Monday, March 19, 2012

Calorie Guidelines

We all focus on the calories we eat but in reality, caloric requirements fluctuate greatly between individuals. There are many variables to consider including age, muscle to fat ratio, activity level and more. There are many calculators and formulas professing to find your magic calorie number. However, none of these considers all the elements because two individuals of same age, gender and current weight could have big differences in calorie requirements. One could have more muscle and thus a great resting metabolism – as example. (This is a good thing that we strive for in these posts.)

As a guideline, I would recommend that you start with a calculation of what your caloric requirements are to simply maintain current bodyweight. I would start with approximately 15 calories per pound of body weight. For example, someone that weighs 160 pounds must consume approximately 2,400 calories each day to maintain his or her weight ( 15 calories/pound x 160 pounds = 2,400 calories). There are individual fluctuations so some of us may need only 14 calories per pound of body weight to maintain our weight; others may need 16 calories per pound.
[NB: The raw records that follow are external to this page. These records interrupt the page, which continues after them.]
//! # Raster Rendering Module
//!
//! Optional PNG rendering of a MusicXML score by an external notation
//! program. Rendering is a capability the pipeline may or may not have;
//! its failures are reported to the caller as a value and never abort the
//! MIDI and MusicXML exports.

use std::path::{Path, PathBuf};
use std::process::Command;

use thiserror::Error;
use tracing::debug;

/// Environment variable naming the MuseScore executable.
pub const MUSESCORE_PATH_ENV: &str = "MUSESCORE_PATH";

#[derive(Error, Debug)]
pub enum RenderError {
    #[error("failed to launch {program}: {source}")]
    Launch {
        program: String,
        #[source]
        source: std::io::Error,
    },

    #[error("{program} exited with {status}: {stderr}")]
    Failed {
        program: String,
        status: std::process::ExitStatus,
        stderr: String,
    },

    #[error("renderer reported success but wrote no image at {0}")]
    MissingOutput(PathBuf),

    #[error("IO error: {0}")]
    Io(#[from] std::io::Error),
}

/// Something that can turn a MusicXML file into a PNG image.
pub trait RasterRenderer: Send + Sync {
    /// Renders `musicxml` into an image at exactly `png`.
    ///
    /// # Errors
    /// Any failure to launch, run or collect the output of the renderer.
    fn render(&self, musicxml: &Path, png: &Path) -> Result<(), RenderError>;
}

/// Renders through the MuseScore command line (`mscore -o out.png in.musicxml`).
#[derive(Debug, Clone)]
pub struct MuseScoreRenderer {
    executable: PathBuf,
}

impl MuseScoreRenderer {
    /// Uses the given MuseScore executable (`mscore`, `MuseScore4`, ...).
    pub fn new(executable: impl Into<PathBuf>) -> Self {
        Self {
            executable: executable.into(),
        }
    }

    /// Uses `MUSESCORE_PATH` if it is set and non-empty.
    pub fn from_env() -> Option<Self> {
        std::env::var_os(MUSESCORE_PATH_ENV)
            .filter(|p| !p.is_empty())
            .map(Self::new)
    }

    /// The executable this renderer launches.
    pub fn executable(&self) -> &Path {
        &self.executable
    }
}

/// MuseScore names multi-page PNG exports `<stem>-1.png`, `<stem>-2.png`, ...
fn first_page_path(png: &Path) -> Option<PathBuf> {
    let stem = png.file_stem()?.to_str()?;
    let ext = png.extension().and_then(|e| e.to_str()).unwrap_or("png");
    Some(png.with_file_name(format!("{stem}-1.{ext}")))
}

impl RasterRenderer for MuseScoreRenderer {
    fn render(&self, musicxml: &Path, png: &Path) -> Result<(), RenderError> {
        let program = self.executable.display().to_string();
        debug!("Rendering {} with {}", musicxml.display(), program);

        let output = Command::new(&self.executable)
            .arg("-o")
            .arg(png)
            .arg(musicxml)
            .output()
            .map_err(|source| RenderError::Launch {
                program: program.clone(),
                source,
            })?;

        if !output.status.success() {
            return Err(RenderError::Failed {
                program,
                status: output.status,
                stderr: String::from_utf8_lossy(&output.stderr).trim().to_string(),
            });
        }

        if png.exists() {
            return Ok(());
        }
        match first_page_path(png) {
            Some(page) if page.exists() => {
                std::fs::rename(&page, png)?;
                Ok(())
            }
            _ => Err(RenderError::MissingOutput(png.to_path_buf())),
        }
    }
}

#[cfg(test)]
mod tests {
    use super::*;

    #[test]
    fn test_first_page_path() {
        assert_eq!(
            first_page_path(Path::new("/tmp/out/output_sheet.png")),
            Some(PathBuf::from("/tmp/out/output_sheet-1.png"))
        );
    }

    #[test]
    fn test_missing_executable_is_launch_error() {
        let dir = tempfile::tempdir().unwrap();
        let renderer = MuseScoreRenderer::new(dir.path().join("no-such-mscore"));
        let result = renderer.render(&dir.path().join("in.musicxml"), &dir.path().join("out.png"));
        assert!(matches!(result, Err(RenderError::Launch { .. })));
    }

    #[cfg(unix)]
    #[test]
    fn test_failing_renderer_is_reported() {
        // `false` ignores its arguments and exits with status 1
        let renderer = MuseScoreRenderer::new("false");
        let dir = tempfile::tempdir().unwrap();
        let result = renderer.render(&dir.path().join("in.musicxml"), &dir.path().join("out.png"));
        assert!(matches!(result, Err(RenderError::Failed { .. })));
    }

    #[cfg(unix)]
    #[test]
    fn test_success_without_image_is_missing_output() {
        let renderer = MuseScoreRenderer::new("true");
        let dir = tempfile::tempdir().unwrap();
        let result = renderer.render(&dir.path().join("in.musicxml"), &dir.path().join("out.png"));
        assert!(matches!(result, Err(RenderError::MissingOutput(_))));
    }
}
The rule of thumb is that for every 3,500 calories that we eat over what we need to maintain our weight (regardless of how many days it takes us to do it), we gain a pound. So if your maintenance level is 2,400 calories daily, and you are consuming 2,650 calories daily, you can expect to gain about a half pound or so per week ( 250 calories/day x 7 days/week divided by 3,500 calories/pound = 0.50 pounds/week). It also works in reverse; for every 3,500 calories under our maintenance requirement that we do not eat, we lose a pound.

There is one important factor we do have some control over. The increase of muscle resulting from exercise will also increase your maintenance caloric requirement. Furthermore, keep in mind that the number of calories that are burned while exercising are minimal when compared to our daily maintenance caloric requirements. (Sad but true.) For example, a half-hour of aerobic exercise may burn only 150-200 calories. So a little sweat in the gym does not give you a free pass for a big meal.

Remember from a previous posting, where we talked about muscle recruitment? Muscle recruitment -- getting many muscles engaged -- is the key to building muscle and have a higher resting metabolism rate. To burn more, gain more muscle.

Beware of losing too much tooo fast. If you rush it, you will lose muscle, destroy your metabolism and totally defeat your goals. Scales are NOT the true indicator of your body changes. As you are losing fat and building muscle, the scales will not reflect the fat to muscle ratio. Read previous blog postings.

There is no exact science to it. It takes monitoring and paying attention and as your body changes, so will your metabolism and calorie requirements. Being aware is a huge step forward.